Task statement: What lines below mention the word "value"? Copy each one.

Data records:
——————
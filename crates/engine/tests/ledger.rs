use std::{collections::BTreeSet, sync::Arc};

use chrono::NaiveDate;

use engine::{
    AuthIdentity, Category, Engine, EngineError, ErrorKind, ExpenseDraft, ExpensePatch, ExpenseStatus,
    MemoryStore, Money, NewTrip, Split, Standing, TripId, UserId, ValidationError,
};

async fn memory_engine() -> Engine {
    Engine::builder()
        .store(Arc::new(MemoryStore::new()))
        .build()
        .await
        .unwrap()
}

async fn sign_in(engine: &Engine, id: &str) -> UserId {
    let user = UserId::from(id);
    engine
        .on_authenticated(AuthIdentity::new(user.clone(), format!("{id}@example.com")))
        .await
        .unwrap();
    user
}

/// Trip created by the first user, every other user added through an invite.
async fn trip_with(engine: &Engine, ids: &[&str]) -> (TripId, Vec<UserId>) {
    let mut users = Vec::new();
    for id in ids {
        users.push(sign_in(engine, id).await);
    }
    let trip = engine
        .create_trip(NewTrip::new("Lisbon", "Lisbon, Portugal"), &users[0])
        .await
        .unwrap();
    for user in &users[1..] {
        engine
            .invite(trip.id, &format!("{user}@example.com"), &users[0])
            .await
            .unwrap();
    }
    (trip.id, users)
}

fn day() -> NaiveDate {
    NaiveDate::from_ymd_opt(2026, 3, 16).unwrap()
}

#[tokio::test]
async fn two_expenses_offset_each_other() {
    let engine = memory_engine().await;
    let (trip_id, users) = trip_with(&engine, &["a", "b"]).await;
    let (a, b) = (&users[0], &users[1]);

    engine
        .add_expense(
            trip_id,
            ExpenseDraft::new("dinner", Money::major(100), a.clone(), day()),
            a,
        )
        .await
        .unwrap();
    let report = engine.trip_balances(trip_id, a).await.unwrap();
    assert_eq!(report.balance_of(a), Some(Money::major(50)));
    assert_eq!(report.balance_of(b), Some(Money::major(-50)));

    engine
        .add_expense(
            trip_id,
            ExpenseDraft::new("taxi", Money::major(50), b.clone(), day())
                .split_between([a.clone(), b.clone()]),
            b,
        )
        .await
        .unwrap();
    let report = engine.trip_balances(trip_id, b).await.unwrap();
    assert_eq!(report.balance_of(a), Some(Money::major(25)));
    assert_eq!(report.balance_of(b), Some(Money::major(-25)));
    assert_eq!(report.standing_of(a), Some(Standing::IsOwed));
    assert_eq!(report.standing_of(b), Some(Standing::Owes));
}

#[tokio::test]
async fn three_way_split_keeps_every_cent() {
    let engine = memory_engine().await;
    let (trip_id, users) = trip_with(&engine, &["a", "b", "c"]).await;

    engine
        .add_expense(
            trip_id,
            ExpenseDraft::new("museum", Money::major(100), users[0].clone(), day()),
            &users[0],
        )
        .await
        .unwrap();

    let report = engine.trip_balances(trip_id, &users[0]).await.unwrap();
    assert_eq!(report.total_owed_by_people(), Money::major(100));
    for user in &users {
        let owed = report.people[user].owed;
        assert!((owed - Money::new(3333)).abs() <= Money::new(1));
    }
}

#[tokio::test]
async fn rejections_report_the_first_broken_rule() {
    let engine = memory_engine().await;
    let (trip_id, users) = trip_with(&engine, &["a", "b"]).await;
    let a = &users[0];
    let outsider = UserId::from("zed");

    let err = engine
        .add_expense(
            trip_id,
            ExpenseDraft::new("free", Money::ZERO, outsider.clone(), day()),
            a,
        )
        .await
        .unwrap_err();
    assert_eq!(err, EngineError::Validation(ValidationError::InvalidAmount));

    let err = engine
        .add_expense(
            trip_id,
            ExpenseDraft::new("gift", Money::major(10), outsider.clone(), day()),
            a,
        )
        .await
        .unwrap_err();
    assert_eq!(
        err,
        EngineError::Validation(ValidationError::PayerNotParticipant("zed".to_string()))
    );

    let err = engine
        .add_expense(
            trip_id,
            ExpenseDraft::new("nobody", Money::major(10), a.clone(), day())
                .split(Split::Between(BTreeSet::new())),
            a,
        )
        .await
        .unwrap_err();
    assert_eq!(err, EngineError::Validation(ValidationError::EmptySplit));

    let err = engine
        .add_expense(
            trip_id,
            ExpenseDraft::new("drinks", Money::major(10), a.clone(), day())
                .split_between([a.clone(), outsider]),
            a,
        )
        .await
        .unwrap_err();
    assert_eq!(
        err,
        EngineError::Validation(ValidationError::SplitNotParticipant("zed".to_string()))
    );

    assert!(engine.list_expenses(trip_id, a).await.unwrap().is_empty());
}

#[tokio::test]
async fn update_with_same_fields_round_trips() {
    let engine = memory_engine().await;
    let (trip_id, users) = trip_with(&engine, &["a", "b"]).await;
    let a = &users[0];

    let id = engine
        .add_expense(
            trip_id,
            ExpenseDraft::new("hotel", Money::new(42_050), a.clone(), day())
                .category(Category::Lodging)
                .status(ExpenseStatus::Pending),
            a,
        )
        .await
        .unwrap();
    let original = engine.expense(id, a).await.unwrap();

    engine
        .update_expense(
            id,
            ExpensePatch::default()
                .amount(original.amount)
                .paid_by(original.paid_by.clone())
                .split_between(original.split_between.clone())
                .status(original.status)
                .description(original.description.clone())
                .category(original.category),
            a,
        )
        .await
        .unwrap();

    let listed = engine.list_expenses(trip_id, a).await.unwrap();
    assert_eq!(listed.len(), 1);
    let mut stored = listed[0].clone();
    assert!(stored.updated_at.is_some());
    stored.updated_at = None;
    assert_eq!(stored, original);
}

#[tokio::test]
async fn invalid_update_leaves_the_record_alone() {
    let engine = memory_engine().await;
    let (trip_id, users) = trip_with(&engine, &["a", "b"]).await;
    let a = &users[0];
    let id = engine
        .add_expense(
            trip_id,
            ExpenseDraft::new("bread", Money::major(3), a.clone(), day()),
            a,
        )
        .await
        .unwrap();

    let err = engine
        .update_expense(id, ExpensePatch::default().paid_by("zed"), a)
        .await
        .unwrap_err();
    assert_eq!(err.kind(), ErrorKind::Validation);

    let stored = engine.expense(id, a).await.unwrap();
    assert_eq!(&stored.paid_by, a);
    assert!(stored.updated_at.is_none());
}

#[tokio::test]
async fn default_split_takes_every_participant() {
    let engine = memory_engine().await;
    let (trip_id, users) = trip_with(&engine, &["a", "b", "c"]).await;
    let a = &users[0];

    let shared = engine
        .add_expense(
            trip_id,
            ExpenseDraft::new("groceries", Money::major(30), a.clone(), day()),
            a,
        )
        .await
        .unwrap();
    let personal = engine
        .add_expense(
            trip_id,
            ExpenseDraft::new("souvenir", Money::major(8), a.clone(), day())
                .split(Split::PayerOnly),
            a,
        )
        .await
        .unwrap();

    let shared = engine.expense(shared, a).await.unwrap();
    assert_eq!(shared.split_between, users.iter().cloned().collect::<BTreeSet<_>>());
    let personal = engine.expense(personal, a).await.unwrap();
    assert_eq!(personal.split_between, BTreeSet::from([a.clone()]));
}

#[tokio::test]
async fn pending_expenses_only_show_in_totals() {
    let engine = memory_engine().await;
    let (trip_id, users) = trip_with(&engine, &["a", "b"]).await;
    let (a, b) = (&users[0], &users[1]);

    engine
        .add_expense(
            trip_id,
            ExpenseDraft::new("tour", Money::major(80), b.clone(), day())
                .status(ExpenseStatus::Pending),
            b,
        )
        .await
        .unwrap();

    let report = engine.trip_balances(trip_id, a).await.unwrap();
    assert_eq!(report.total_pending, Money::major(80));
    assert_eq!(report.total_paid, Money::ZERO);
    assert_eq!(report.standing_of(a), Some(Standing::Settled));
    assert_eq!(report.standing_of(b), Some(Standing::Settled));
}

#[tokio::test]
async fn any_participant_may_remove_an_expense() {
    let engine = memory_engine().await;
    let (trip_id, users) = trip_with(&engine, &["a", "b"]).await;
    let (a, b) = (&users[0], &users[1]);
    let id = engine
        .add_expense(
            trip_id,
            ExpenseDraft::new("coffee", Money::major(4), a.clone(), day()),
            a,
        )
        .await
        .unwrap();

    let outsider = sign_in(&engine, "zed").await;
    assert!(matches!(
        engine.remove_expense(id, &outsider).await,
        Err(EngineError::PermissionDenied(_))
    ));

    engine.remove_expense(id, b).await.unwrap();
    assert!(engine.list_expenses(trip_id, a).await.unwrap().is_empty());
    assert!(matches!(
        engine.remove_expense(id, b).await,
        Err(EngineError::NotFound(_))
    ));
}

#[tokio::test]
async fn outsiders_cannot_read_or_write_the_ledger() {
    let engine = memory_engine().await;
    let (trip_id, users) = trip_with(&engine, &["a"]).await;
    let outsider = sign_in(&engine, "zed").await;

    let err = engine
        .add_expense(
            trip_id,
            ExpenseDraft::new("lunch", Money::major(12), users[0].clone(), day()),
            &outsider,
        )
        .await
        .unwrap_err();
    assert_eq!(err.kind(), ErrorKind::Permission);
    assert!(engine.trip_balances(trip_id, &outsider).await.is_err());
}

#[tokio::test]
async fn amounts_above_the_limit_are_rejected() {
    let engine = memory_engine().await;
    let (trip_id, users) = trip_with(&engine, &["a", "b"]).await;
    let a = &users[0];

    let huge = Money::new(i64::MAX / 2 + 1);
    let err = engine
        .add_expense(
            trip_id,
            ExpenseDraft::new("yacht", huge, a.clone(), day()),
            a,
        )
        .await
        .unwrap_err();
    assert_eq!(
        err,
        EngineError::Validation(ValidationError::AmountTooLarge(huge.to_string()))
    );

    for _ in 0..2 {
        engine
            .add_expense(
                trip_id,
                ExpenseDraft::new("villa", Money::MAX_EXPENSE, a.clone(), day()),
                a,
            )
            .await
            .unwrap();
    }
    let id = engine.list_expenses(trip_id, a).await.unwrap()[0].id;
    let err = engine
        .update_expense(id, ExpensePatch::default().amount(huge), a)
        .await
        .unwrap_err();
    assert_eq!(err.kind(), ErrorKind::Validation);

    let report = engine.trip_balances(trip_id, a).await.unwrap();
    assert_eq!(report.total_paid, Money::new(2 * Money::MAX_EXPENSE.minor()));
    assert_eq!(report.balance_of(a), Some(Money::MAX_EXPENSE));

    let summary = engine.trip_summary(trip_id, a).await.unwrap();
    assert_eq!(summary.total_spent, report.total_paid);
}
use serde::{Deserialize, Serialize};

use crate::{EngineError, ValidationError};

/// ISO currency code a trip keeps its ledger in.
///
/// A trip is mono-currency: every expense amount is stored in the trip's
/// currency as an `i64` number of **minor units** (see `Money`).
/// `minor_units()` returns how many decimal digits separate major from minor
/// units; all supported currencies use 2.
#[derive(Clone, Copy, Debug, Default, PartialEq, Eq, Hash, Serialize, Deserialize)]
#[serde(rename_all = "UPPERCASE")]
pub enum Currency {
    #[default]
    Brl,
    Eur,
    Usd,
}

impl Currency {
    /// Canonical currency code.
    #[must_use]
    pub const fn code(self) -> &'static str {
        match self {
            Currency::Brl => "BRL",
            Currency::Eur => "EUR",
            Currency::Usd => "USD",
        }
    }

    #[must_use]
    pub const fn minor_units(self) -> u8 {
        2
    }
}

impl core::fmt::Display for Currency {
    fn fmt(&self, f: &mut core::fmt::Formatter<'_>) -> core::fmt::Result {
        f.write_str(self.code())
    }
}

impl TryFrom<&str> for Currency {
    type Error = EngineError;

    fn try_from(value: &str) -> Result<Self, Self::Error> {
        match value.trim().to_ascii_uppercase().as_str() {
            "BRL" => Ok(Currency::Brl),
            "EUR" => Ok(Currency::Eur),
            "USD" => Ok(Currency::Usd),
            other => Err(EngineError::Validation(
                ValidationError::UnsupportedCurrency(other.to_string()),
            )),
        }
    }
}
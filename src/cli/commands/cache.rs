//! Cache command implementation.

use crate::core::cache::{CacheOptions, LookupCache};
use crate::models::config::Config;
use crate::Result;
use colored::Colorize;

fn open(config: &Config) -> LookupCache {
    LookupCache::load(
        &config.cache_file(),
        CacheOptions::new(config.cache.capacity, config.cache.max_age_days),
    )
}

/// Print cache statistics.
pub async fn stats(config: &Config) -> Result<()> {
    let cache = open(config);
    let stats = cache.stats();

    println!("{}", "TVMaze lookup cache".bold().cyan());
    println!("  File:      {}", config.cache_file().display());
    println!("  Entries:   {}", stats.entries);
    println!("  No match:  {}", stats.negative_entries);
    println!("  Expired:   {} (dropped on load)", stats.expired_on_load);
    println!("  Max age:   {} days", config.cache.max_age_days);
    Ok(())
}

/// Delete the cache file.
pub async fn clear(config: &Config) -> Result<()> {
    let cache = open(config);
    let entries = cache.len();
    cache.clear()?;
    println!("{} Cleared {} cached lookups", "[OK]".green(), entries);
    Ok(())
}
——————
The completed task:
    fn try_from(value: &str) -> Result<Self, Self::Error> {
        match value.trim().to_ascii_uppercase().as_str() {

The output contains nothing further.